> [Description of the task] Please return, with no alterations, the lines below from the very first through the one that contains "#[derive(Clone, Debug, PartialEq, Eq, Serialize, Deserialize)]".

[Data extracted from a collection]
BEGIN

use ipnetwork::IpNetwork;

use crate::{Error, Result};

/// Parses the allowed-spoofing annotation of a pod.
///
/// Accepts a JSON list (`["10.2.0.0/16", "fd00::/64"]`) or a plain comma
/// separated list. An empty annotation allows nothing.
pub fn parse_spoof_prefixes(annotation: &str) -> Result<Vec<IpNetwork>> {
    let annotation = annotation.trim();
    if annotation.is_empty() {
        return Ok(Vec::new());
    }
    let items: Vec<String> = if annotation.starts_with('[') {
        serde_json::from_str(annotation)
            .map_err(|e| Error::InvalidAnnotation(format!("{annotation}: {e}")))?
    } else {
        annotation.split(',').map(|s| s.trim().to_string()).collect()
    };
    items
        .iter()
        .map(|item| {
            item.parse::<IpNetwork>()
                .map_err(|e| Error::InvalidAnnotation(format!("{item}: {e}")))
        })
        .collect()
}

#[cfg(test)]
mod test {
    use super::*;

    #[test]
    fn empty_annotation_allows_nothing() {
        assert!(parse_spoof_prefixes("").unwrap().is_empty());
        assert!(parse_spoof_prefixes("  ").unwrap().is_empty());
    }

    #[test]
    fn json_and_comma_forms() {
        let json = parse_spoof_prefixes(r#"["10.2.0.0/16", "fd00::/64"]"#).unwrap();
        let csv = parse_spoof_prefixes("10.2.0.0/16, fd00::/64").unwrap();
        assert_eq!(json, csv);
        assert_eq!(json[0].to_string(), "10.2.0.0/16");
    }

    #[test]
    fn bad_prefix_is_rejected() {
        let err = parse_spoof_prefixes("10.2.0.0/16,nope").unwrap_err();
        assert!(matches!(err, Error::InvalidAnnotation(_)));
        assert!(parse_spoof_prefixes("[10.2").is_err());
    }
}
use std::sync::Arc;

use axum::extract::State;
use axum::routing::get;
use axum::{Json, Router};
use serde::{Deserialize, Serialize};
use tracing::info;

use crate::agent::PodServer;
use crate::dataplane::Dataplane;
use crate::pod::{self, PodNetworkSpec};
use crate::{Error, Result};

#[derive(Clone, Debug, PartialEq, Eq, Serialize, Deserialize)]
pub struct Reply {
    pub status: String,
    #[serde(default, skip_serializing_if = "Option::is_none")]
    pub message: Option<String>,
}

#[derive(Clone, Debug, Serialize, Deserialize)]
pub struct DeletePodRequest {
    pub netns_name: String,
    pub interface_name: String,
}

pub fn router<D: Dataplane + 'static>(server: Arc<PodServer<D>>) -> Router {
    Router::new()
        .route(
            "/v1/pods",
            get(list_pods::<D>).post(add_pod::<D>).delete(del_pod::<D>),
        )
        .with_state(server)
}

/// Runs pod server work off the async workers; the engine blocks on the
/// dataplane.
async fn blocking<D, T, F>(server: Arc<PodServer<D>>, f: F) -> Result<T>
where
    D: Dataplane + 'static,
    T: Send + 'static,
    F: FnOnce(&PodServer<D>) -> Result<T> + Send + 'static,
{
    tokio::task::spawn_blocking(move || f(server.as_ref()))
        .await
        .map_err(|e| Error::Task(e.to_string()))?
}

async fn list_pods<D: Dataplane + 'static>(
    State(server): State<Arc<PodServer<D>>>,
) -> Json<Vec<PodNetworkSpec>> {
    Json(server.list_pods())
}

async fn add_pod<D: Dataplane + 'static>(
    State(server): State<Arc<PodServer<D>>>,
    Json(spec): Json<PodNetworkSpec>,
) -> Result<Json<PodNetworkSpec>> {
    info!("received add request for {spec}");
    let spec = blocking(server, move |s| s.add_pod(spec)).await?;
    Ok(Json(spec))
}

async fn del_pod<D: Dataplane + 'static>(
    State(server): State<Arc<PodServer<D>>>,
    Json(request): Json<DeletePodRequest>,
) -> Result<Json<Reply>> {
    let key = pod::key(&request.netns_name, &request.interface_name);
    info!("received delete request for {key}");
    let removed = blocking(server, move |s| s.del_pod(&key)).await?;
    let message = match removed {
        Some(spec) => format!("deleted {spec}"),
        None => "not found".to_string(),
    };
    Ok(Json(Reply {
        status: "ok".into(),
        message: Some(message),
    }))
}

#[cfg(test)]
mod test {
    use axum::body::{Body, to_bytes};
    use axum::http::{Method, Request, StatusCode};
    use tower::ServiceExt;

    use super::*;
    use crate::dataplane::MemoryDataplane;
    use crate::metrics::PodMetrics;
    use crate::network::NetworkRegistry;
    use crate::provision::test::dataplane;
    use crate::provision::{ProvisionConfig, Provisioner};

    fn app(dir: &tempfile::TempDir) -> (Router, Arc<PodServer<MemoryDataplane>>) {
        let provisioner = Provisioner::new(
            dataplane(),
            Arc::new(NetworkRegistry::new()),
            ProvisionConfig::default(),
        );
        let server = Arc::new(PodServer::new(
            provisioner,
            dir.path().join("state"),
            PodMetrics::default(),
        ));
        (router(server.clone()), server)
    }

    fn request(method: Method, body: &str) -> Request<Body> {
        Request::builder()
            .method(method)
            .uri("/v1/pods")
            .header("content-type", "application/json")
            .body(Body::from(body.to_string()))
            .unwrap()
    }

    #[tokio::test]
    async fn add_list_delete() {
        let dir = tempfile::tempdir().unwrap();
        let (app, server) = app(&dir);

        let body = r#"{"interface_name":"eth0","netns_name":"/run/netns/a","container_ips":["10.1.2.3"]}"#;
        let resp = app
            .clone()
            .oneshot(request(Method::POST, body))
            .await
            .unwrap();
        assert_eq!(resp.status(), StatusCode::OK);
        let bytes = to_bytes(resp.into_body(), usize::MAX).await.unwrap();
        let spec: PodNetworkSpec = serde_json::from_slice(&bytes).unwrap();
        assert!(spec.is_provisioned());

        let resp = app
            .clone()
            .oneshot(Request::get("/v1/pods").body(Body::empty()).unwrap())
            .await
            .unwrap();
        let bytes = to_bytes(resp.into_body(), usize::MAX).await.unwrap();
        let pods: Vec<PodNetworkSpec> = serde_json::from_slice(&bytes).unwrap();
        assert_eq!(pods, vec![spec]);

        let body = r#"{"netns_name":"/run/netns/a","interface_name":"eth0"}"#;
        let resp = app.oneshot(request(Method::DELETE, body)).await.unwrap();
        assert_eq!(resp.status(), StatusCode::OK);
        assert!(server.list_pods().is_empty());
    }

    #[tokio::test]
    async fn unknown_network_is_a_bad_request() {
        let dir = tempfile::tempdir().unwrap();
        let (app, _) = app(&dir);
        let body = r#"{"interface_name":"eth0","netns_name":"/run/netns/a","container_ips":["10.1.2.3"],"network_name":"blue"}"#;
        let resp = app.oneshot(request(Method::POST, body)).await.unwrap();
        assert_eq!(resp.status(), StatusCode::BAD_REQUEST);
        let bytes = to_bytes(resp.into_body(), usize::MAX).await.unwrap();
        let reply: Reply = serde_json::from_slice(&bytes).unwrap();
        assert_eq!(reply.status, "fail");
        assert!(reply.message.unwrap().contains("network not found blue"));
    }
}
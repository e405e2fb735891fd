use std::net::IpAddr;

use tracing::{error, info, warn};

use super::Provisioner;
use crate::Result;
use crate::cleanup::{CleanupStack, Undo};
use crate::dataplane::{
    CONTAINER_SIDE_MAC, Dataplane, INVALID_ID, IpFamily, Neighbor, PortFilterClient, Route,
    RoutePath,
};
use crate::pod::PodNetworkSpec;

fn container_neighbor(sw_if_index: u32, ip: IpAddr) -> Neighbor {
    Neighbor {
        sw_if_index,
        ip,
        hardware_addr: CONTAINER_SIDE_MAC,
        is_static: true,
    }
}

impl<D: Dataplane> Provisioner<D> {
    /// Table holding the route towards the pod interface. Multi-network pods
    /// use the network table recorded at provisioning; a network that was
    /// never resolved falls back to the main table.
    fn container_table(&self, spec: &PodNetworkSpec, family: IpFamily, in_pod_vrf: bool) -> u32 {
        if let Some(name) = &spec.network_name {
            let recorded = spec.network_vrf_id(family);
            if recorded != INVALID_ID {
                return recorded;
            }
            let Some(network) = self.networks.get(name) else {
                error!("network not found {name}");
                return 0;
            };
            return network.vrf.table(family).unwrap_or_else(|| {
                warn!("network {name} has no {family} vrf table, using table 0");
                0
            });
        }
        if in_pod_vrf { spec.vrf_id(family) } else { 0 }
    }

    fn interface_routes(
        &self,
        spec: &PodNetworkSpec,
        sw_if_index: u32,
        in_pod_vrf: bool,
    ) -> Vec<Route> {
        spec.container_networks()
            .into_iter()
            .map(|dst| Route {
                dst,
                paths: vec![RoutePath::via_interface(sw_if_index)],
                table: self.container_table(spec, IpFamily::from_network(&dst), in_pod_vrf),
            })
            .collect()
    }

    /// Routes every container address to `sw_if_index`. Layer-2 interfaces
    /// also get a static neighbor entry per address.
    pub fn route_container_to_interface(
        &self,
        spec: &PodNetworkSpec,
        stack: &mut CleanupStack,
        sw_if_index: u32,
        is_l3: bool,
        in_pod_vrf: bool,
    ) -> Result<()> {
        for route in self.interface_routes(spec, sw_if_index, in_pod_vrf) {
            info!("pod(add) route [podVRF->mainIF] {route}");
            self.dp.route_add(&route)?;
            let ip = route.dst.ip();
            stack.push(Undo::RouteDel(route));

            if !is_l3 {
                let neighbor = container_neighbor(sw_if_index, ip);
                info!("pod(add) neighbor {neighbor}");
                self.dp.add_neighbor(&neighbor)?;
                stack.push(Undo::NeighborDel(neighbor));
            }
        }
        Ok(())
    }

    pub fn unroute_container_from_interface(
        &self,
        spec: &PodNetworkSpec,
        sw_if_index: u32,
        is_l3: bool,
        in_pod_vrf: bool,
    ) {
        for route in self.interface_routes(spec, sw_if_index, in_pod_vrf) {
            if !is_l3 {
                let neighbor = container_neighbor(sw_if_index, route.dst.ip());
                info!("pod(del) neighbor {neighbor}");
                if let Err(e) = self.dp.del_neighbor(&neighbor) {
                    warn!(%e, "pod(del) failed to delete neighbor {neighbor}");
                }
            }
            info!("pod(del) route [podVRF->mainIF] {route}");
            if let Err(e) = self.dp.route_del(&route) {
                warn!(%e, "pod(del) failed to delete route {route}");
            }
        }
    }

    /// Installs one port-filter client per container address so traffic in
    /// the pod's port ranges reaches `sw_if_index` instead of the default
    /// interface.
    pub fn route_port_filtered_interface(
        &self,
        spec: &mut PodNetworkSpec,
        stack: &mut CleanupStack,
        sw_if_index: u32,
        is_l3: bool,
    ) -> Result<()> {
        for ip in spec.container_ips.clone() {
            let family = IpFamily::from_ip(&ip);
            let path = if is_l3 {
                RoutePath::via_interface(sw_if_index)
            } else {
                RoutePath::via_gateway(sw_if_index, ip)
            };
            let table_id = if spec.enable_vcl {
                self.config.punt_table_id
            } else {
                spec.vrf_id(family)
            };
            let client = PortFilterClient {
                table_id,
                addr: ip,
                path,
                port_ranges: spec.if_port_configs.clone(),
            };

            info!("pod(add) port filter client for {ip} vrf {table_id}");
            let index = self.dp.add_port_filter_client(&client)?;
            stack.push(Undo::PortFilterClientDel(index));
            spec.port_filter_indexes.push(index);

            if !is_l3 {
                let neighbor = container_neighbor(sw_if_index, ip);
                info!("pod(add) neighbor {neighbor}");
                self.dp.add_neighbor(&neighbor)?;
                stack.push(Undo::NeighborDel(neighbor));
            }
        }
        Ok(())
    }

    pub fn unroute_port_filtered_interface(
        &self,
        spec: &mut PodNetworkSpec,
        sw_if_index: u32,
        is_l3: bool,
    ) {
        for index in spec.port_filter_indexes.drain(..) {
            info!("pod(del) port filter client[{index}]");
            if let Err(e) = self.dp.del_port_filter_client(index) {
                warn!(%e, "pod(del) failed to delete port filter client {index}");
            }
        }
        if is_l3 || sw_if_index == INVALID_ID {
            return;
        }
        for ip in &spec.container_ips {
            let neighbor = container_neighbor(sw_if_index, *ip);
            info!("pod(del) neighbor {neighbor}");
            if let Err(e) = self.dp.del_neighbor(&neighbor) {
                warn!(%e, "pod(del) failed to delete neighbor {neighbor}");
            }
        }
    }

    fn punt_routes(&self, spec: &PodNetworkSpec, sw_if_index: u32) -> Vec<Route> {
        spec.container_networks()
            .into_iter()
            .map(|dst| Route {
                dst,
                paths: vec![RoutePath::via_interface(sw_if_index)],
                table: self.config.punt_table_id,
            })
            .collect()
    }

    /// Routes the container addresses to `sw_if_index` in the punt table,
    /// where punted traffic ends up.
    pub fn route_punt_table(
        &self,
        spec: &PodNetworkSpec,
        stack: &mut CleanupStack,
        sw_if_index: u32,
    ) -> Result<()> {
        for route in self.punt_routes(spec, sw_if_index) {
            info!("pod(add) route [puntVRF->puntIF] {route}");
            self.dp.route_add(&route)?;
            stack.push(Undo::RouteDel(route));
        }
        Ok(())
    }

    pub fn remove_punt_routes(&self, spec: &PodNetworkSpec, sw_if_index: u32) {
        for route in self.punt_routes(spec, sw_if_index) {
            info!("pod(del) route [puntVRF->puntIF] {route}");
            if let Err(e) = self.dp.route_del(&route) {
                error!(%e, "pod(del) failed to delete route {route}");
            }
        }
    }
}

#[cfg(test)]
mod test {
    use super::*;
    use crate::dataplane::{IpProto, PortRange};
    use crate::provision::test::{dataplane, l3_pod, provisioner};
    use crate::provision::{DEFAULT_PUNT_TABLE_ID, ProvisionConfig};

    #[test]
    fn layer2_interface_gets_static_neighbors() {
        let dp = dataplane();
        let p = provisioner(dp.clone(), ProvisionConfig::default());
        let spec = l3_pod();
        let tun = dp.create_tun_tap("tun", 1500).unwrap();
        let mut stack = CleanupStack::new();

        p.route_container_to_interface(&spec, &mut stack, tun, false, false)
            .unwrap();
        let state = dp.snapshot();
        let ip: IpAddr = "10.1.2.3".parse().unwrap();
        assert_eq!(state.neighbors[&(tun, ip)], CONTAINER_SIDE_MAC);
        // outside the pod vrf the route lands in the main table
        assert!(state.route(0, &"10.1.2.3/32".parse().unwrap()).is_some());
        assert_eq!(stack.len(), 2);

        p.unroute_container_from_interface(&spec, tun, false, false);
        let state = dp.snapshot();
        assert!(state.neighbors.is_empty());
        assert_eq!(state.route_count(), 0);
    }

    #[test]
    fn vcl_port_filter_clients_use_punt_table() {
        let dp = dataplane();
        let p = provisioner(dp.clone(), ProvisionConfig::default());
        let mut spec = l3_pod();
        spec.enable_vcl = true;
        spec.if_port_configs = vec![PortRange {
            start: 53,
            end: 53,
            proto: IpProto::Udp,
        }];
        let tun = dp.create_tun_tap("tun", 1500).unwrap();
        let mut stack = CleanupStack::new();

        p.route_port_filtered_interface(&mut spec, &mut stack, tun, true)
            .unwrap();
        assert_eq!(spec.port_filter_indexes.len(), 1);
        let state = dp.snapshot();
        let client = &state.port_filter_clients[&spec.port_filter_indexes[0]];
        assert_eq!(client.table_id, DEFAULT_PUNT_TABLE_ID);
        assert_eq!(client.path, RoutePath::via_interface(tun));
        assert_eq!(client.port_ranges, spec.if_port_configs);

        p.unroute_port_filtered_interface(&mut spec, tun, true);
        assert!(spec.port_filter_indexes.is_empty());
        assert!(dp.snapshot().port_filter_clients.is_empty());
    }

    #[test]
    fn punt_routes_follow_config() {
        let dp = dataplane();
        dp.ensure_table(9, "punt");
        let p = provisioner(
            dp.clone(),
            ProvisionConfig {
                punt_table_id: 9,
                ..Default::default()
            },
        );
        let spec = l3_pod();
        let tun = dp.create_tun_tap("tun", 1500).unwrap();
        let mut stack = CleanupStack::new();
        p.route_punt_table(&spec, &mut stack, tun).unwrap();
        assert!(dp.snapshot().route(9, &"10.1.2.3/32".parse().unwrap()).is_some());

        assert_eq!(stack.unwind(p.dataplane()), 0);
        assert_eq!(dp.snapshot().route_count(), 0);
    }
}
//! Application services for task orchestration.

mod lifecycle;

pub use lifecycle::{
    CreateTaskRequest, ListTasksRequest, TaskLifecycleError, TaskLifecycleResult,
    TaskLifecycleService, TaskPage,
};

END

> [Your solution]
use ipnetwork::IpNetwork;

use crate::{Error, Result};

/// Parses the allowed-spoofing annotation of a pod.
///
/// Accepts a JSON list (`["10.2.0.0/16", "fd00::/64"]`) or a plain comma
/// separated list. An empty annotation allows nothing.
pub fn parse_spoof_prefixes(annotation: &str) -> Result<Vec<IpNetwork>> {
    let annotation = annotation.trim();
    if annotation.is_empty() {
        return Ok(Vec::new());
    }
    let items: Vec<String> = if annotation.starts_with('[') {
        serde_json::from_str(annotation)
            .map_err(|e| Error::InvalidAnnotation(format!("{annotation}: {e}")))?
    } else {
        annotation.split(',').map(|s| s.trim().to_string()).collect()
    };
    items
        .iter()
        .map(|item| {
            item.parse::<IpNetwork>()
                .map_err(|e| Error::InvalidAnnotation(format!("{item}: {e}")))
        })
        .collect()
}

#[cfg(test)]
mod test {
    use super::*;

    #[test]
    fn empty_annotation_allows_nothing() {
        assert!(parse_spoof_prefixes("").unwrap().is_empty());
        assert!(parse_spoof_prefixes("  ").unwrap().is_empty());
    }

    #[test]
    fn json_and_comma_forms() {
        let json = parse_spoof_prefixes(r#"["10.2.0.0/16", "fd00::/64"]"#).unwrap();
        let csv = parse_spoof_prefixes("10.2.0.0/16, fd00::/64").unwrap();
        assert_eq!(json, csv);
        assert_eq!(json[0].to_string(), "10.2.0.0/16");
    }

    #[test]
    fn bad_prefix_is_rejected() {
        let err = parse_spoof_prefixes("10.2.0.0/16,nope").unwrap_err();
        assert!(matches!(err, Error::InvalidAnnotation(_)));
        assert!(parse_spoof_prefixes("[10.2").is_err());
    }
}
use std::sync::Arc;

use axum::extract::State;
use axum::routing::get;
use axum::{Json, Router};
use serde::{Deserialize, Serialize};
use tracing::info;

use crate::agent::PodServer;
use crate::dataplane::Dataplane;
use crate::pod::{self, PodNetworkSpec};
use crate::{Error, Result};

#[derive(Clone, Debug, PartialEq, Eq, Serialize, Deserialize)]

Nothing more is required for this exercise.